> [EXERCISE DETAILS]: Begin at the line below that has "its type tag." and stop after the line that has "kind::MODULE | kind::MODULE_2". Please restate only those lines, word for word.

> [DATASET ENTRIES]:
********************

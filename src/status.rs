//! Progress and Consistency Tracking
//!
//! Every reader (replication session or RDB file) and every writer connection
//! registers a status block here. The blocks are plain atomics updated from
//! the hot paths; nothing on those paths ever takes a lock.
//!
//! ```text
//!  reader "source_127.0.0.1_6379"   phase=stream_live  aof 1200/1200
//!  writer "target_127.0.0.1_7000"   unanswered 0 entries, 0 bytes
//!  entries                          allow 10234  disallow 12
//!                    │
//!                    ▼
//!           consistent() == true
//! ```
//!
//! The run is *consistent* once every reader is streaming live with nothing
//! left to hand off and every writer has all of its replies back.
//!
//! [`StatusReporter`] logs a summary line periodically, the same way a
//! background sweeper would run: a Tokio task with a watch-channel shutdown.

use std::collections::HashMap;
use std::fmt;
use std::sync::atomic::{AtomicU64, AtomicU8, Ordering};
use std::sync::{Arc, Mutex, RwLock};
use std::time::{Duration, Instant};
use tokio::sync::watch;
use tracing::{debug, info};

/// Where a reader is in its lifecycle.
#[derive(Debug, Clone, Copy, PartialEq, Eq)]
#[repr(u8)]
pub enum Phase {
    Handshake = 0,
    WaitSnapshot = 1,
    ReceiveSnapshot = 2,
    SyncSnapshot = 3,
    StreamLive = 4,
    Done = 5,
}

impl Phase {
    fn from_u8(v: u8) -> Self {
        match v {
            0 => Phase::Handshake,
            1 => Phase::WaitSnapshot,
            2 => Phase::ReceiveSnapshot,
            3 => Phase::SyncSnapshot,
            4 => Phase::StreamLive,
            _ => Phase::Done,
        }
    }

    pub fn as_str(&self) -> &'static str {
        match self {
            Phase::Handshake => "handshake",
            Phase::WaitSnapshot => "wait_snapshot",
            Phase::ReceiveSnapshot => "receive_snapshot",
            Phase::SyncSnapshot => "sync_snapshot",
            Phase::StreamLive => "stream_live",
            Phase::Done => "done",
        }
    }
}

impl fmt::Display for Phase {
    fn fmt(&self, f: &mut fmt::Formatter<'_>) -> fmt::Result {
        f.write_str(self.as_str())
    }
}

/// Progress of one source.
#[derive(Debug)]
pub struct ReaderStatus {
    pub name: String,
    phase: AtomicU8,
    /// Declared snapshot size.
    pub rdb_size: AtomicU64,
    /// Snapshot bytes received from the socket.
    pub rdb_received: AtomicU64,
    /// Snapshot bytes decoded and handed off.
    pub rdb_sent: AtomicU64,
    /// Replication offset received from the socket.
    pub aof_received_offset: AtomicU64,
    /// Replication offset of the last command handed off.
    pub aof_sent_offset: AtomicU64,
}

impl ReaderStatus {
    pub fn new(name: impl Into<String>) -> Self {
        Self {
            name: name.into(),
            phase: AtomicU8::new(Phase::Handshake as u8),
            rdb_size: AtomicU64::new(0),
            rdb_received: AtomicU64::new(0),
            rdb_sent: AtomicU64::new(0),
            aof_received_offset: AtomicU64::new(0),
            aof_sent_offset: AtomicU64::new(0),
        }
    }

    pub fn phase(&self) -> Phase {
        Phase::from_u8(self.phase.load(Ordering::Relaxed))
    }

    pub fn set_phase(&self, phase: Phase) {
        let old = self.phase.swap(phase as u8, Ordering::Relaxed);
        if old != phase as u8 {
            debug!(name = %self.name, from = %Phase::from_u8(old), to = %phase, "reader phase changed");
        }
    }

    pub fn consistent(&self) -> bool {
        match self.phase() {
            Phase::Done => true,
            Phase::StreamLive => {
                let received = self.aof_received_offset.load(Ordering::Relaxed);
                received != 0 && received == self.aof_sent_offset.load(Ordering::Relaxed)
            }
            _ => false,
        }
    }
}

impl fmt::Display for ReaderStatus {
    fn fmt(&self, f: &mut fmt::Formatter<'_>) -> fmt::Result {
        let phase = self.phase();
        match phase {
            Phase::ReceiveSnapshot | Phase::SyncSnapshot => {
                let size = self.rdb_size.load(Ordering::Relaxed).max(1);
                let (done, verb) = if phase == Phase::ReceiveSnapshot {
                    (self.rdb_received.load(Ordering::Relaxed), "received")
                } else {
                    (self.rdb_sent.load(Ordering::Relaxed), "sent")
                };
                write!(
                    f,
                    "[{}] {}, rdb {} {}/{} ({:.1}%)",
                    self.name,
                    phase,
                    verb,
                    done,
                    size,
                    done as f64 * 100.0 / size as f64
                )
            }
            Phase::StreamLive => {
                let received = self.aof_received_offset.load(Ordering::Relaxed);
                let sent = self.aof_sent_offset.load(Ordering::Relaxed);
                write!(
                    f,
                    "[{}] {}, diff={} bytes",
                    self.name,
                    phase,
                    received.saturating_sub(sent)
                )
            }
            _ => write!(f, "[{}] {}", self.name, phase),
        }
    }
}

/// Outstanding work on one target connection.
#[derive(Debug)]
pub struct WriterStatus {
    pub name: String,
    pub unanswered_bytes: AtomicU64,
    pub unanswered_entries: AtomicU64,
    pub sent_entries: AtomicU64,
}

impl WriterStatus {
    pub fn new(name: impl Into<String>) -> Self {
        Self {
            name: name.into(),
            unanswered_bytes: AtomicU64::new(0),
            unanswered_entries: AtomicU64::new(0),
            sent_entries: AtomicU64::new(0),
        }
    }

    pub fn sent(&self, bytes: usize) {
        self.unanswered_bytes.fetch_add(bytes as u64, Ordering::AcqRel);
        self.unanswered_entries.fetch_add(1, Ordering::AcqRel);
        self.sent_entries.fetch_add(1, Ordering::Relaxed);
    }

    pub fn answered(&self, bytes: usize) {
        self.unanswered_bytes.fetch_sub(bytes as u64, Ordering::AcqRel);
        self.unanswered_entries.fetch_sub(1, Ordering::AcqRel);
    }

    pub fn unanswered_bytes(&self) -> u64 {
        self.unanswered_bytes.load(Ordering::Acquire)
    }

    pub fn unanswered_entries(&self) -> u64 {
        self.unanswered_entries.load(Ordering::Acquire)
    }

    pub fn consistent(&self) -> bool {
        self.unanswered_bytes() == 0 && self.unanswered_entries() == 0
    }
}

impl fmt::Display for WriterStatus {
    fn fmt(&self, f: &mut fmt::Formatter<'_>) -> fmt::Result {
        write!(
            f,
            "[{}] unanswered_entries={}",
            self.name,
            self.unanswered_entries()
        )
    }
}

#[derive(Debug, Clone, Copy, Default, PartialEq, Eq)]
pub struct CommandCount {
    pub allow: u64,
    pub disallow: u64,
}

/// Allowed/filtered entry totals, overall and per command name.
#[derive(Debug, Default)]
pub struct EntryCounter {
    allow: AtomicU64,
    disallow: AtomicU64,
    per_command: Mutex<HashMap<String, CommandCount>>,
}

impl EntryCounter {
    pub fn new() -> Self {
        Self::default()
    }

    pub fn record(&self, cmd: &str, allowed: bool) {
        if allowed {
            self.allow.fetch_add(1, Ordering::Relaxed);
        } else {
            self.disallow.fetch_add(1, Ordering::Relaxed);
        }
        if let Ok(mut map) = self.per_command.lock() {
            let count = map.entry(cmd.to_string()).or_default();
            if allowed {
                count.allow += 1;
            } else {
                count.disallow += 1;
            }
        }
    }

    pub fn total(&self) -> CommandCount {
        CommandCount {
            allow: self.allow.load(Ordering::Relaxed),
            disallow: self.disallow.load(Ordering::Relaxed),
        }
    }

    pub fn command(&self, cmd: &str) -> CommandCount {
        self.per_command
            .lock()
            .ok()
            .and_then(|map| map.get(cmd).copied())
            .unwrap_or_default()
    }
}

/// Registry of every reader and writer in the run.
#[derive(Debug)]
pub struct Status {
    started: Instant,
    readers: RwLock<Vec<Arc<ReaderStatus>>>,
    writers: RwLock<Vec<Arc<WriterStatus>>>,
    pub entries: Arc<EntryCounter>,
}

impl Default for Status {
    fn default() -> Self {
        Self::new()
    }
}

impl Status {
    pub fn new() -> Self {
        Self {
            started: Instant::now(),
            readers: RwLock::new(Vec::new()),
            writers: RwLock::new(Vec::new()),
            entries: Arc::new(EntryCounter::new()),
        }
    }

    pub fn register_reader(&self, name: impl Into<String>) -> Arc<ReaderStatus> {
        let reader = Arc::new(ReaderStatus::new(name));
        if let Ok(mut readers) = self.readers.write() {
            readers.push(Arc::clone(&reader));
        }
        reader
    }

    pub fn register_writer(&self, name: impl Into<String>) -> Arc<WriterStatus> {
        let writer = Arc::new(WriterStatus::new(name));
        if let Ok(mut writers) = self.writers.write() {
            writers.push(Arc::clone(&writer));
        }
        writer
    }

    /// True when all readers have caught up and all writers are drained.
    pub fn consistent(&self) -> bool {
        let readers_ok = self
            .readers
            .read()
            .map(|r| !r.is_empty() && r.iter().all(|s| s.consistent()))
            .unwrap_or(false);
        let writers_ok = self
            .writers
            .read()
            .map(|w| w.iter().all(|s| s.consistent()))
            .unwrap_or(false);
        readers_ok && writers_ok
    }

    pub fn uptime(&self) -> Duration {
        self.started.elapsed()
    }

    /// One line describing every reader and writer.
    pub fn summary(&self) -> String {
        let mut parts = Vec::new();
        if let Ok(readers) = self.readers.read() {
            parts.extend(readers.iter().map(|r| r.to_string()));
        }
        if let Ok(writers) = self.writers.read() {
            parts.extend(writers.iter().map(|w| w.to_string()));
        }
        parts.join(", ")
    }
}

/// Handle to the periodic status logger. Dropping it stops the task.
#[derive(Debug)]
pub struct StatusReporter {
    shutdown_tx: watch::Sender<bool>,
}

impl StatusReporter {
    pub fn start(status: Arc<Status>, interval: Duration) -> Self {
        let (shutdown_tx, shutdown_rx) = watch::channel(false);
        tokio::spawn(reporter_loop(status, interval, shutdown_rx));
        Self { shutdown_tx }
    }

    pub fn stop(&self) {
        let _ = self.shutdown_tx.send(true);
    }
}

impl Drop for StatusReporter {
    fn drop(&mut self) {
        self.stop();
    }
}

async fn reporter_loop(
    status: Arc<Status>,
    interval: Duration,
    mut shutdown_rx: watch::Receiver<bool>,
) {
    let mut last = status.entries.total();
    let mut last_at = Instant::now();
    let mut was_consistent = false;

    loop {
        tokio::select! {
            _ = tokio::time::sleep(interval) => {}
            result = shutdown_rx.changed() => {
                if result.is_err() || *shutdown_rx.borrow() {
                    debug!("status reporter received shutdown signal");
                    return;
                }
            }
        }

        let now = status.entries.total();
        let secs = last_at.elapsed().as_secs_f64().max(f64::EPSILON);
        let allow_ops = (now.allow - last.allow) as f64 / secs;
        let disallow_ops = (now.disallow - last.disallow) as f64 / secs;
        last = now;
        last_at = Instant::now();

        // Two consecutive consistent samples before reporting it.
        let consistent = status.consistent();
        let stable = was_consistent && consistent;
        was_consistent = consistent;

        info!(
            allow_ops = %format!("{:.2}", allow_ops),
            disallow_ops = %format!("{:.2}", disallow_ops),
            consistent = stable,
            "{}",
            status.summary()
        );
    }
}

********************

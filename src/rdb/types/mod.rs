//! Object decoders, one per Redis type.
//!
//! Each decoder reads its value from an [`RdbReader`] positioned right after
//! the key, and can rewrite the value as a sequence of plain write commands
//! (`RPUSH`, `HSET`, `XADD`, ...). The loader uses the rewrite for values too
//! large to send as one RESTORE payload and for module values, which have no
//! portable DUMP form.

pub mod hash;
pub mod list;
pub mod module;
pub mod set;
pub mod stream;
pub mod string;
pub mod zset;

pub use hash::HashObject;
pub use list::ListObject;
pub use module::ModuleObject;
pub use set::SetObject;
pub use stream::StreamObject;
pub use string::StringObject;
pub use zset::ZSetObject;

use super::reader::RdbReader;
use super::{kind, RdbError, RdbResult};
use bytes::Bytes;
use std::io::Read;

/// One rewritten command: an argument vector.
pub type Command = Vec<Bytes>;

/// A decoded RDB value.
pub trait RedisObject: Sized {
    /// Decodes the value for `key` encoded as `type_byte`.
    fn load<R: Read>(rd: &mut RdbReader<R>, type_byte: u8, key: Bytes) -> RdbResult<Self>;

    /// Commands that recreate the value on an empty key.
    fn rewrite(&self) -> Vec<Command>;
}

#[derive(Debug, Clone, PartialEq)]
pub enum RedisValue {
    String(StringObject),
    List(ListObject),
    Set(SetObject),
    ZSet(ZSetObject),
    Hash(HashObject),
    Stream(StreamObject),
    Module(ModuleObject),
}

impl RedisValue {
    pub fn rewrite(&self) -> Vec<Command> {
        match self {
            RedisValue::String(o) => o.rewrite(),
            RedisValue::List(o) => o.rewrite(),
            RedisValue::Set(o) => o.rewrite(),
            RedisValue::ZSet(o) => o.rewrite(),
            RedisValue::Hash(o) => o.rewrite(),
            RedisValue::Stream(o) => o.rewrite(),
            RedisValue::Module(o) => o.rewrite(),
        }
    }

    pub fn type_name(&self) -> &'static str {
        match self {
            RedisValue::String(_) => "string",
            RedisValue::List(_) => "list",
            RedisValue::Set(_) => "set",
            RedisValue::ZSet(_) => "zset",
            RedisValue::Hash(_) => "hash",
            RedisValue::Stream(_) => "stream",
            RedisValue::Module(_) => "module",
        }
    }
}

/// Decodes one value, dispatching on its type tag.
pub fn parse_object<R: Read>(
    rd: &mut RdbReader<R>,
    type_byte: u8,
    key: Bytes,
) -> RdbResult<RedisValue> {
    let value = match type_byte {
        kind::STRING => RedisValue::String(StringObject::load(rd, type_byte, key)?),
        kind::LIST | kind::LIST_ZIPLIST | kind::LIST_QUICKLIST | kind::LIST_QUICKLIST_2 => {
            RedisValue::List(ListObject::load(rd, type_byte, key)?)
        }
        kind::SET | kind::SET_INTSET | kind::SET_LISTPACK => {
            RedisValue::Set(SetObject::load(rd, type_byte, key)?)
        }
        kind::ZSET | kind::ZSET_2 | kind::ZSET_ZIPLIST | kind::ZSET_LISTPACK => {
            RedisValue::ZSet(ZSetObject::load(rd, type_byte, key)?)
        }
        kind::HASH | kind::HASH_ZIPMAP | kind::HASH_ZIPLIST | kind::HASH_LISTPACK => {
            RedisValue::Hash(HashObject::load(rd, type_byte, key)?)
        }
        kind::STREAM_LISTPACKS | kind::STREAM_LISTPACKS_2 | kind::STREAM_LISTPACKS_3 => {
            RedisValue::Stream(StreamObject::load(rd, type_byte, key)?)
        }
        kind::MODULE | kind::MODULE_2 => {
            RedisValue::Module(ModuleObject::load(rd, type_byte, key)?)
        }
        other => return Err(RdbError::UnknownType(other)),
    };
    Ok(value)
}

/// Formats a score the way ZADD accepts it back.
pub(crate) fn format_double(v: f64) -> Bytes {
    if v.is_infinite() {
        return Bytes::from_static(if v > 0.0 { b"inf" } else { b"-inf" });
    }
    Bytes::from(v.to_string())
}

********************

> [YOUR RESPONSE]:
/// Decodes one value, dispatching on its type tag.
pub fn parse_object<R: Read>(
    rd: &mut RdbReader<R>,
    type_byte: u8,
    key: Bytes,
) -> RdbResult<RedisValue> {
    let value = match type_byte {
        kind::STRING => RedisValue::String(StringObject::load(rd, type_byte, key)?),
        kind::LIST | kind::LIST_ZIPLIST | kind::LIST_QUICKLIST | kind::LIST_QUICKLIST_2 => {
            RedisValue::List(ListObject::load(rd, type_byte, key)?)
        }
        kind::SET | kind::SET_INTSET | kind::SET_LISTPACK => {
            RedisValue::Set(SetObject::load(rd, type_byte, key)?)
        }
        kind::ZSET | kind::ZSET_2 | kind::ZSET_ZIPLIST | kind::ZSET_LISTPACK => {
            RedisValue::ZSet(ZSetObject::load(rd, type_byte, key)?)
        }
        kind::HASH | kind::HASH_ZIPMAP | kind::HASH_ZIPLIST | kind::HASH_LISTPACK => {
            RedisValue::Hash(HashObject::load(rd, type_byte, key)?)
        }
        kind::STREAM_LISTPACKS | kind::STREAM_LISTPACKS_2 | kind::STREAM_LISTPACKS_3 => {
            RedisValue::Stream(StreamObject::load(rd, type_byte, key)?)
        }
        kind::MODULE | kind::MODULE_2 => {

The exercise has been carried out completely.